AIM OF THE EXERCISE
Output all of the entries below precisely as written.

INPUT MATERIAL

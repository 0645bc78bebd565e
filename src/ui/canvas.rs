//! Canvas: the ordered field list and drop targets

use super::widgets::{pane_block, render_scrollable_list};
use crate::app::App;
use formflow_tui::state::{DragSource, Pane};
use ratatui::{
    layout::Rect,
    style::{Color, Modifier, Style},
    text::{Line, Span},
    widgets::{List, ListItem, Paragraph, Wrap},
    Frame,
};

pub fn draw(frame: &mut Frame, area: Rect, app: &App) {
    let state = &app.state;
    let document = state.document();
    let focused = state.pane == Pane::Canvas;
    let drag = state.session.drag();
    let title = format!("Canvas ({} fields)", document.len());

    if document.is_empty() && drag.is_none() {
        let hint = Paragraph::new(vec![
            Line::from(""),
            Line::from(Span::styled(
                "  No fields yet.",
                Style::default().fg(Color::Gray),
            )),
            Line::from(Span::styled(
                "  Press Enter on a field type to add it, or Space to drag it here.",
                Style::default().fg(Color::DarkGray),
            )),
        ])
        .wrap(Wrap { trim: false })
        .block(pane_block(&title, focused));
        frame.render_widget(hint, area);
        return;
    }

    let dragged_id = match drag {
        Some(DragSource::Field(id)) => Some(id.as_str()),
        _ => None,
    };
    let selected_id = state.session.selected_field_id();

    let mut items: Vec<ListItem> = document
        .fields()
        .iter()
        .enumerate()
        .map(|(i, field)| {
            let is_dragged = dragged_id == Some(field.id.as_str());
            let marker = if is_dragged {
                "⠿ "
            } else if selected_id == Some(field.id.as_str()) {
                "▶ "
            } else {
                "  "
            };
            let label_style = if is_dragged {
                Style::default()
                    .fg(Color::Yellow)
                    .add_modifier(Modifier::ITALIC)
            } else if field.label.is_empty() {
                Style::default().fg(Color::DarkGray)
            } else {
                Style::default().fg(Color::White)
            };

            let mut spans = vec![
                Span::styled(marker, Style::default().fg(Color::Cyan)),
                Span::styled(format!("{:>2}. ", i + 1), Style::default().fg(Color::DarkGray)),
                Span::styled(
                    format!("{} ", field.field_type().icon()),
                    Style::default().fg(Color::Cyan),
                ),
                Span::styled(field.display_label().to_string(), label_style),
            ];
            if field.required {
                spans.push(Span::styled(" *", Style::default().fg(Color::Red)));
            }
            spans.push(Span::styled(
                format!("  {}", field.field_type().label()),
                Style::default().fg(Color::DarkGray),
            ));
            ListItem::new(Line::from(spans))
        })
        .collect();

    if drag.is_some() {
        items.push(ListItem::new(Line::from(Span::styled(
            "  ＋ end of form",
            Style::default().fg(Color::DarkGray),
        ))));
    }

    let highlight = if drag.is_some() {
        Style::default()
            .fg(Color::Black)
            .bg(Color::Yellow)
            .add_modifier(Modifier::BOLD)
    } else if focused {
        Style::default()
            .bg(Color::DarkGray)
            .add_modifier(Modifier::BOLD)
    } else {
        Style::default()
    };
    let symbol = if drag.is_some() { "⇢ " } else { "" };

    let list = List::new(items)
        .block(pane_block(&title, focused))
        .highlight_style(highlight)
        .highlight_symbol(symbol);

    let selected = (focused || drag.is_some()).then_some(state.canvas_index);
    render_scrollable_list(frame, area, list, selected, state.canvas_offset);
}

ANSWER TO THIS PROBLEM
repository 0645bc78bebd565e
filename src/ui/canvas.rs
//! Canvas: the ordered field list and drop targets

use super::widgets::{pane_block, render_scrollable_list};
use crate::app::App;
use formflow_tui::state::{DragSource, Pane};
use ratatui::{
    layout::Rect,
    style::{Color, Modifier, Style},
    text::{Line, Span},
    widgets::{List, ListItem, Paragraph, Wrap},
    Frame,
};

pub fn draw(frame: &mut Frame, area: Rect, app: &App) {
    let state = &app.state;
    let document = state.document();
    let focused = state.pane == Pane::Canvas;
    let drag = state.session.drag();
    let title = format!("Canvas ({} fields)", document.len());

    if document.is_empty() && drag.is_none() {
        let hint = Paragraph::new(vec![
            Line::from(""),
            Line::from(Span::styled(
                "  No fields yet.",
                Style::default().fg(Color::Gray),
            )),
            Line::from(Span::styled(
                "  Press Enter on a field type to add it, or Space to drag it here.",
                Style::default().fg(Color::DarkGray),
            )),
        ])
        .wrap(Wrap { trim: false })
        .block(pane_block(&title, focused));
        frame.render_widget(hint, area);
        return;
    }

    let dragged_id = match drag {
        Some(DragSource::Field(id)) => Some(id.as_str()),
        _ => None,
    };
    let selected_id = state.session.selected_field_id();

    let mut items: Vec<ListItem> = document
        .fields()
        .iter()
        .enumerate()
        .map(|(i, field)| {
            let is_dragged = dragged_id == Some(field.id.as_str());
            let marker = if is_dragged {
                "⠿ "
            } else if selected_id == Some(field.id.as_str()) {
                "▶ "
            } else {
                "  "
            };
            let label_style = if is_dragged {
                Style::default()
                    .fg(Color::Yellow)
                    .add_modifier(Modifier::ITALIC)
            } else if field.label.is_empty() {
                Style::default().fg(Color::DarkGray)
            } else {
                Style::default().fg(Color::White)
            };

            let mut spans = vec![
                Span::styled(marker, Style::default().fg(Color::Cyan)),
                Span::styled(format!("{:>2}. ", i + 1), Style::default().fg(Color::DarkGray)),
                Span::styled(
                    format!("{} ", field.field_type().icon()),
                    Style::default().fg(Color::Cyan),
                ),
                Span::styled(field.display_label().to_string(), label_style),
            ];
            if field.required {
                spans.push(Span::styled(" *", Style::default().fg(Color::Red)));
            }
            spans.push(Span::styled(
                format!("  {}", field.field_type().label()),
                Style::default().fg(Color::DarkGray),
            ));
            ListItem::new(Line::from(spans))
        })
        .collect();

    if drag.is_some() {
        items.push(ListItem::new(Line::from(Span::styled(
            "  ＋ end of form",
            Style::default().fg(Color::DarkGray),
        ))));
    }

    let highlight = if drag.is_some() {
        Style::default()
            .fg(Color::Black)
            .bg(Color::Yellow)
            .add_modifier(Modifier::BOLD)
    } else if focused {
        Style::default()
            .bg(Color::DarkGray)
            .add_modifier(Modifier::BOLD)
    } else {
        Style::default()
    };
    let symbol = if drag.is_some() { "⇢ " } else { "" };

    let list = List::new(items)
        .block(pane_block(&title, focused))
        .highlight_style(highlight)
        .highlight_symbol(symbol);

    let selected = (focused || drag.is_some()).then_some(state.canvas_index);
    render_scrollable_list(frame, area, list, selected, state.canvas_offset);
}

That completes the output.